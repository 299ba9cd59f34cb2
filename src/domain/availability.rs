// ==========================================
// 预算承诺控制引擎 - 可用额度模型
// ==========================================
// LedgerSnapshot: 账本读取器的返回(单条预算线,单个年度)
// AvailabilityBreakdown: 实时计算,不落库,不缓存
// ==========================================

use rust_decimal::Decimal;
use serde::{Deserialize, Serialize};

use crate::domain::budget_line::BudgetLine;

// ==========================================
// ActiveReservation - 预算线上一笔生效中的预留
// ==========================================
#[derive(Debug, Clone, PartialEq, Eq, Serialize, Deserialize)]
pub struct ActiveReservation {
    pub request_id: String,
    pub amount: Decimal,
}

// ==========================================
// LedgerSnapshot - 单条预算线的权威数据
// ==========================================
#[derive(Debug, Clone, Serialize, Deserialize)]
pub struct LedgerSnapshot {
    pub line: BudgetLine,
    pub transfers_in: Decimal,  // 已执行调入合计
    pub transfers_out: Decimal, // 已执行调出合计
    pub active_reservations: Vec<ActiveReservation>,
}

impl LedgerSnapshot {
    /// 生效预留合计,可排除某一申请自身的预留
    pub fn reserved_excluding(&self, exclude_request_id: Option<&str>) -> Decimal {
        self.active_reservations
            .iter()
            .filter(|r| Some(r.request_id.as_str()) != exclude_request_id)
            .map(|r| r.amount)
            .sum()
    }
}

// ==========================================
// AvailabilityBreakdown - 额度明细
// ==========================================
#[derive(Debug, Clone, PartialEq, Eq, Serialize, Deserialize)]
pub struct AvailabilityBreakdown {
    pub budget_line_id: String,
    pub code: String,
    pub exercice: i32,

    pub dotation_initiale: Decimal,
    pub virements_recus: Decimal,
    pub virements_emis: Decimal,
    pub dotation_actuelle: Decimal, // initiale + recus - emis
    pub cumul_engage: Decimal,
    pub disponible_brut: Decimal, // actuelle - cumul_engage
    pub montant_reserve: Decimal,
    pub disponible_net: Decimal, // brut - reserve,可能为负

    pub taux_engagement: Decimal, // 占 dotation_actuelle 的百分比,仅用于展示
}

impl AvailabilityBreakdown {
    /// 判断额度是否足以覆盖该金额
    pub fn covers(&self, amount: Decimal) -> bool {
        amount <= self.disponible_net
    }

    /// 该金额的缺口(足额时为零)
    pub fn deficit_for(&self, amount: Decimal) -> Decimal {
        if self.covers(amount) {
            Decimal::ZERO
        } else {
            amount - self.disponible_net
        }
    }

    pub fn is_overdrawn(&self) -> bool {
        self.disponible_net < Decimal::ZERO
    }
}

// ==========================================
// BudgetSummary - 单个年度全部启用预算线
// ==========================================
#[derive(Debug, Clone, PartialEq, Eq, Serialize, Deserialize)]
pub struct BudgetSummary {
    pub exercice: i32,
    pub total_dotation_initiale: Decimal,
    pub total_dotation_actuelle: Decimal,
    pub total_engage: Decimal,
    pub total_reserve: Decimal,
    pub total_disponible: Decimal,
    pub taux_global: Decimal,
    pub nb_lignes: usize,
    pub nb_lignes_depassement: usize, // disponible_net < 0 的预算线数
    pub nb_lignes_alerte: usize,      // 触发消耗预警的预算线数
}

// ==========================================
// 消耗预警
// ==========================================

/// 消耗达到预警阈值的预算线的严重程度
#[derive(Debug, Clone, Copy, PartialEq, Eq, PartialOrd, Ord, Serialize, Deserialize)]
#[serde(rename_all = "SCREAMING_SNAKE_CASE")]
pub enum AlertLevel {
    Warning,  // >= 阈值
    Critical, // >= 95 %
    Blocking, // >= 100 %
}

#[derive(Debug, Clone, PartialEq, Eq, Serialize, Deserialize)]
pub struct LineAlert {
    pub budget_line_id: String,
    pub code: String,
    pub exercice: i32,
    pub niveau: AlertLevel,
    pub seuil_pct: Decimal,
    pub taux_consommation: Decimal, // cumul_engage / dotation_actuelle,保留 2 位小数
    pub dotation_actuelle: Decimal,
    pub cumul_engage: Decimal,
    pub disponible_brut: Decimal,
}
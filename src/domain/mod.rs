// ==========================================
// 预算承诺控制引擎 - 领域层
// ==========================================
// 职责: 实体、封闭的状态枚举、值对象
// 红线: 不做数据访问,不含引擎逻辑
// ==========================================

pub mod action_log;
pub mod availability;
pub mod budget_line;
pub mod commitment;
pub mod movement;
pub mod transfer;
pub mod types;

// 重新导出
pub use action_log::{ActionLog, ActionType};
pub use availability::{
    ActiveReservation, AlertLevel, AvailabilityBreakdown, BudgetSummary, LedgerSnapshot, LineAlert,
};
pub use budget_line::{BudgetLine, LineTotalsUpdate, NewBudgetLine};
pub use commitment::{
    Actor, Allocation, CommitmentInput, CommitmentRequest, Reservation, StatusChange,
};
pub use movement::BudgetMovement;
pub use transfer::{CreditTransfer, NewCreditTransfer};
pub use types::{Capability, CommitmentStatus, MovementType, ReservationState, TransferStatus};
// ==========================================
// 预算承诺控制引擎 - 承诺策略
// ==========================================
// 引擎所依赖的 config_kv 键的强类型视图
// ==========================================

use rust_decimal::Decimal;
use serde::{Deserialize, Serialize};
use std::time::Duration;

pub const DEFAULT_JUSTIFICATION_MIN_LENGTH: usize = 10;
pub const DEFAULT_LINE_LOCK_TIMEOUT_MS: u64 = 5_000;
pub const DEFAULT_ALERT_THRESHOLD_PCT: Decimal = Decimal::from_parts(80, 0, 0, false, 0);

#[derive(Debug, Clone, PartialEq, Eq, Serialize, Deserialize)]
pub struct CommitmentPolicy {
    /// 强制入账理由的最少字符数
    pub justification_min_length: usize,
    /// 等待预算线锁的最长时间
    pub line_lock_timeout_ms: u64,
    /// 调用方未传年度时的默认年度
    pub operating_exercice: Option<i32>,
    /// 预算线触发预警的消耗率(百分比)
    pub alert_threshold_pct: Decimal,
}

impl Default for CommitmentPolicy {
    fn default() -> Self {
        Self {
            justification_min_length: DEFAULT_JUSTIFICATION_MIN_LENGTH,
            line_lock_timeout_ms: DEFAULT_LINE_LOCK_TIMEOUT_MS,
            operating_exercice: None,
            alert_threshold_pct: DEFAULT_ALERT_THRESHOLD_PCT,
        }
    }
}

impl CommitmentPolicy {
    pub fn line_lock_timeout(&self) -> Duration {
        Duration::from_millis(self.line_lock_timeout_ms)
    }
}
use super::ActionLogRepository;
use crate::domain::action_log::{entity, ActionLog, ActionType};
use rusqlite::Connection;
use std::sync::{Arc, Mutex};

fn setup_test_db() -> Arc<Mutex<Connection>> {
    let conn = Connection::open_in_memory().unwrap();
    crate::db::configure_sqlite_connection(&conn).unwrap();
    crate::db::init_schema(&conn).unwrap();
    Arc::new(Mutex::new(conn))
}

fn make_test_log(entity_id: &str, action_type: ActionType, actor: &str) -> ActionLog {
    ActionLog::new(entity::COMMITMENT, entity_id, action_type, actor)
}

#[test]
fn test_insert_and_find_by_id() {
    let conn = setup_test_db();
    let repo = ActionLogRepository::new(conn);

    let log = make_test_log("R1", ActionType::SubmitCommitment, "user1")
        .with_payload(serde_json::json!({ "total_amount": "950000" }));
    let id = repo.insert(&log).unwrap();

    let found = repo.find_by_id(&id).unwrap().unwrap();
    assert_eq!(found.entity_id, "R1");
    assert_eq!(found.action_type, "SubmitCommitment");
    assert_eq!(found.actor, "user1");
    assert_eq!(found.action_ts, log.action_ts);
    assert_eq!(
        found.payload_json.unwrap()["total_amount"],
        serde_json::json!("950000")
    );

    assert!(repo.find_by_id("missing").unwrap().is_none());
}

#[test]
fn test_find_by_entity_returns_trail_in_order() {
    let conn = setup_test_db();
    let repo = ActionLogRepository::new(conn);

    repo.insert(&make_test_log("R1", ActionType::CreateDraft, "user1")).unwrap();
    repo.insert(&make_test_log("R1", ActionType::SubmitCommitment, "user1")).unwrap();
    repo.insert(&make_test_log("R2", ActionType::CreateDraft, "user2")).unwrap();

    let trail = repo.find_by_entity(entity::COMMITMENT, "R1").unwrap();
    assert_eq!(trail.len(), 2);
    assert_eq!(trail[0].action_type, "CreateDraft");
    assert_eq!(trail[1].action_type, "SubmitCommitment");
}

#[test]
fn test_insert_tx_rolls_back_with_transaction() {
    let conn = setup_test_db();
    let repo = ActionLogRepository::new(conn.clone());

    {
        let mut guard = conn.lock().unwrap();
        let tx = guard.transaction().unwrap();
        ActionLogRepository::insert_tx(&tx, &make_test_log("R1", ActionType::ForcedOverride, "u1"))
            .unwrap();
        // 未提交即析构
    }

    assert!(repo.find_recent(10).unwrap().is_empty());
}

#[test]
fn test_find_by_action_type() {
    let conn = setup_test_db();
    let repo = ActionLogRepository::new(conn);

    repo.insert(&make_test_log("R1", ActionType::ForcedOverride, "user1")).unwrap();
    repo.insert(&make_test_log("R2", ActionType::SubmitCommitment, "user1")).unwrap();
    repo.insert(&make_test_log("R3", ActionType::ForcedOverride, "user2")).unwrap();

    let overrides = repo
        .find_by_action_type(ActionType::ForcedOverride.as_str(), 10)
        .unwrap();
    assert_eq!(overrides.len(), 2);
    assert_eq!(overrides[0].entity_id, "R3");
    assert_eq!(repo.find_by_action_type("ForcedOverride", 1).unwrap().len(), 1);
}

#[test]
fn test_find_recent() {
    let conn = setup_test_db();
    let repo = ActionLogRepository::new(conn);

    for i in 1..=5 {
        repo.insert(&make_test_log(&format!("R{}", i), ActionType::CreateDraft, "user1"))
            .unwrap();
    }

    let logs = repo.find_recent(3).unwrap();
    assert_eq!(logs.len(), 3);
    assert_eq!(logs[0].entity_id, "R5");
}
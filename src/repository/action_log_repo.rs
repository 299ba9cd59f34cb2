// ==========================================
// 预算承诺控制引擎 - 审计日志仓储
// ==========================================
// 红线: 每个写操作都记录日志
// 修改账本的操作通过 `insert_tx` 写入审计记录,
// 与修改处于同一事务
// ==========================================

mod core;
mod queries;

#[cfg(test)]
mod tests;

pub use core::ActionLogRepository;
+++
### Description of the task
The answer must be every line from the records above that contains the word "LineAlert", copied out.

### Your solution
pub struct LineAlert {
    ActiveReservation, AlertLevel, AvailabilityBreakdown, BudgetSummary, LedgerSnapshot, LineAlert,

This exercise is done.